The process requires a G4MaterialPropertiesTable to be filled by the user with Rayleigh scattering length data. The Rayleigh scattering attenuation length is the average distance traveled by a photon before it is Rayleigh scattered in the medium and it is the distance returned by the GetMeanFreePath method. The G4OpRayleigh class provides a RayleighAttenuationLengthGenerator method which calculates the attenuation coefficient of a medium following the Einstein-Smoluchowski formula whose derivation requires the use of statistical mechanics, includes temperature, and depends on the isothermal compressibility of the medium. This generator is convenient when the Rayleigh attenuation length is not known from measurement but may be calculated from first principles using the above material constants. For a medium named Water and no Rayleigh scattering attenuation length specified by the user, the program automatically calls the RayleighAttenuationLengthGenerator which calculates it for 10 degrees Celsius liquid water.

## Mie Scattering

Mie Scattering (or Mie solution) is an analytical solution of Maxwell’s equations for scattering of optical photons by spherical particles. It is significant only when the radius of the scattering object is of order of the wave length. The analytical expressions for Mie Scattering are very complicated since they are a series sum of Bessel functions. One common approximation made is call Henyey-Greenstein (HG). The implementation in Geant4 follows the HG approximation (for details see the Physics Reference Manual) and the treatment of polarization and momentum are similar to that of Rayleigh scattering. We require the final polarization direction to be perpendicular to the momentum direction. We also require the final momentum, initial polarization and final polarization to be in the same plane.

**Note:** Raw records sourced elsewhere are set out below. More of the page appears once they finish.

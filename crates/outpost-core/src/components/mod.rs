//! Component definitions for the ECS simulation.
//!
//! Components are pure data structs attached to entities.
//! They have no behavior beyond their own bookkeeping - decisions live in
//! the task and meta-task layers.

mod people;

pub use people::*;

The process requires a G4MaterialPropertiesTable to be filled by the user with Mie scattering length data (entered with the name: MIEHG) analogous to Rayleigh scattering. The Mie scattering attenuation length is the average distance traveled by a photon before it is Mie scattered in the medium and it is the distance returned by the GetMeanFreePath method. In practice, the user not only needs to provide the attenuation length of Mie scattering, but also needs to provide the constant parameters of the approximation: g_f, g_b, and r_f. (with AddConstProperty and with the names: MIEHG_FORWARD, MIEHG_BACKWARD, and MIEHG_FORWARD_RATIO, respectively; see Novice Example N06.)